Salah satu area di mana penggunaan AI menjadi sasaran adalah apa yang dikenal sebagai kepolisian prediktif. Ini adalah produk perangkat lunak yang menganalisis statistik kejahatan, dan kemudian memprediksi di mana kejahatan lebih mungkin dilakukan. Tetapi para kritikus menunjukkan bahwa data seperti penangkapan dapat menjadi hasil dari bias manusia, yang pada akhirnya dapat dimasukkan ke dalam algoritma.
Itu selalu merupakan risiko analisis prediktif dan mengapa sumber data merupakan faktor kunci dalam menentukan seberapa objektif sebenarnya. Namun, dengan alat AI dikembangkan oleh para peneliti Rumah Sakit Anak Cincinnati, analisis ini didasarkan pada apa yang dikatakan masing-masing siswa selama wawancara, dan bukannya kumpulan statistik yang luas.
Namun, Richardson percaya bahwa penting bahwa tim yang menciptakan perangkat lunak semacam ini adalah "interdisipliner, " sehingga pendidik, misalnya, terlibat dalam program yang menilai perilaku siswa.
“Para peneliti mungkin tidak memahami banyak nuansa dari apa yang orang-orang di dunia pendidikan dan kebijakan hukum sebut sebagai iklim sekolah. Itu termasuk masalah keselamatan dan perilaku, ”katanya. “Jenis sekolah tempat Anda akan sering menentukan bagaimana perilaku ditangani dan bagaimana disiplin ditangani.

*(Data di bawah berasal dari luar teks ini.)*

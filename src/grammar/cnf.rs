/*
    Conversion of epsilon-free context-free grammars to Chomsky Normal Form
*/

use std::collections::{HashMap, HashSet, VecDeque};

use thiserror::Error;
use tracing::debug;

use super::{Grammar, Production};

#[derive(Debug, Clone, PartialEq, Eq, Error)]
pub enum FormatError {
    // Epsilon removal is not part of the conversion
    #[error("`{left} → ε` is an epsilon production; CNF conversion needs an epsilon-free grammar")]
    EpsilonProduction { left: String },
}

// Mints nonterminal names that collide with nothing in the grammar. Lives for
// exactly one conversion.
struct NameSupply {
    taken: HashSet<String>,
}

impl NameSupply {
    fn new(grammar: &Grammar) -> Self {
        let taken = grammar
            .nonterminals
            .iter()
            .chain(grammar.terminals.iter())
            .chain(grammar.productions.iter().flat_map(|p| std::iter::once(&p.left).chain(p.right.iter())))
            .cloned()
            .collect();
        NameSupply { taken }
    }

    fn fresh(&mut self, stem: &str) -> String {
        if self.taken.insert(stem.to_string()) {
            return stem.to_string();
        }
        (2..)
            .map(|n| format!("{}{}", stem, n))
            .find(|name| self.taken.insert(name.clone()))
            .unwrap_or_default()
    }
}

struct Normalizer {
    names: NameSupply,
    nonterminals: Vec<String>,
    productions: Vec<Production>,
}

impl Normalizer {
    fn is_nonterminal(&self, symbol: &str) -> bool {
        self.nonterminals.iter().any(|n| n == symbol)
    }

    fn add_nonterminal(&mut self, stem: &str) -> String {
        let name = self.names.fresh(stem);
        self.nonterminals.push(name.clone());
        name
    }

    // A → x a y  ==>  A → x T_a y, T_a → a
    fn isolate_terminals(&mut self) {
        let mut substitutes: HashMap<String, String> = HashMap::new();
        let mut added = Vec::new();
        let productions = std::mem::take(&mut self.productions);

        for production in productions {
            if production.right.len() < 2 {
                self.productions.push(production);
                continue;
            }
            let mut right = Vec::with_capacity(production.right.len());
            for symbol in production.right {
                if self.is_nonterminal(&symbol) {
                    right.push(symbol);
                    continue;
                }
                let substitute = match substitutes.get(&symbol) {
                    Some(name) => name.clone(),
                    None => {
                        let name = self.add_nonterminal(&format!("T_{}", symbol));
                        substitutes.insert(symbol.clone(), name.clone());
                        added.push(Production::new(name.clone(), [symbol]));
                        name
                    }
                };
                right.push(substitute);
            }
            self.productions.push(Production {
                left: production.left,
                right,
            });
        }

        debug!(terminals = added.len(), "isolated terminals");
        self.productions.extend(added);
    }

    // A → B1 B2 ... Bk  ==>  A → B1 A_1, A_1 → B2 A_2, ..., A_k-2 → Bk-1 Bk
    fn binarize(&mut self) {
        let productions = std::mem::take(&mut self.productions);
        let mut chains = 0;

        for production in productions {
            if production.right.len() <= 2 {
                self.productions.push(production);
                continue;
            }
            let Production { left, right } = production;
            let last = right.len() - 2;
            let mut head = left.clone();
            for (i, symbol) in right[..last].iter().enumerate() {
                let tail = self.add_nonterminal(&format!("{}_{}", left, i + 1));
                self.productions.push(Production::new(head, [symbol.clone(), tail.clone()]));
                head = tail;
            }
            self.productions.push(Production::new(head, right[last..].iter().cloned()));
            chains += 1;
        }

        debug!(chains, "binarized long productions");
    }

    fn is_unit<'p>(&self, production: &'p Production) -> Option<&'p str> {
        match production.right.as_slice() {
            [single] if self.is_nonterminal(single) => Some(single),
            _ => None,
        }
    }

    // Each nonterminal takes over the non-unit productions of everything it
    // reaches through unit productions
    fn eliminate_unit_rules(&mut self) {
        let mut result = Vec::new();
        let mut seen: HashSet<(String, Vec<String>)> = HashSet::new();

        for nonterminal in &self.nonterminals {
            let mut visited: HashSet<&str> = HashSet::new();
            let mut queue = VecDeque::from([nonterminal.as_str()]);

            while let Some(current) = queue.pop_front() {
                if !visited.insert(current) {
                    continue;
                }
                for production in self.productions.iter().filter(|p| p.left == current) {
                    match self.is_unit(production) {
                        Some(target) => queue.push_back(target),
                        None => {
                            if seen.insert((nonterminal.clone(), production.right.clone())) {
                                result.push(Production::new(nonterminal.clone(), production.right.iter().cloned()));
                            }
                        }
                    }
                }
            }
        }

        debug!(before = self.productions.len(), after = result.len(), "eliminated unit productions");
        self.productions = result;
    }
}

/// Produces an equivalent grammar in Chomsky Normal Form.
///
/// The input is left untouched; fresh nonterminals are appended to `N` in the
/// order they are created. Fails when the grammar has an epsilon production.
pub fn normalize(grammar: &Grammar) -> Result<Grammar, FormatError> {
    if let Some(production) = grammar.productions.iter().find(|p| p.is_epsilon()) {
        return Err(FormatError::EpsilonProduction {
            left: production.left.clone(),
        });
    }

    let mut normalizer = Normalizer {
        names: NameSupply::new(grammar),
        nonterminals: grammar.nonterminals.clone(),
        productions: grammar
            .productions
            .iter()
            .map(|p| Production::new(p.left.clone(), p.symbols()))
            .collect(),
    };
    for production in &grammar.productions {
        if !normalizer.is_nonterminal(&production.left) {
            normalizer.nonterminals.push(production.left.clone());
        }
    }

    normalizer.isolate_terminals();
    normalizer.binarize();
    normalizer.eliminate_unit_rules();

    Ok(Grammar {
        kind: grammar.kind,
        nonterminals: normalizer.nonterminals,
        terminals: grammar.terminals.clone(),
        productions: normalizer.productions,
        start: grammar.start.clone(),
    })
}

"Misalnya, sekolah charter ditemukan memiliki kebijakan disiplin yang jauh lebih ketat, " tambah Richardson. “Anak-anak di lingkungan itu akan diperlakukan jauh berbeda dari di sekolah swasta kelas atas dan bahkan di lingkungan sekolah umum yang berbeda.
“Berusaha memahami masalah yang sangat rumit yang memiliki banyak sekali input dan menerapkan solusi teknologi yang mencerminkan sepotong itu adalah masalah karena dapat mengulangi masalah yang sama yang kita lihat di masyarakat atau menciptakan solusi untuk masalah yang tidak ada. ”
Richardson mengatakan kekhawatiran lain adalah bahwa bahkan jika sebuah program AI dikembangkan dengan niat terbaik, program itu dapat digunakan dengan cara yang tidak diantisipasi oleh penciptanya.
"Begitu Anda menemukan alat-alat ini, " katanya, "bukan berarti Anda terus memiliki kendali atas penerapannya atau bagaimana mereka akan terus memengaruhi masyarakat secara luas."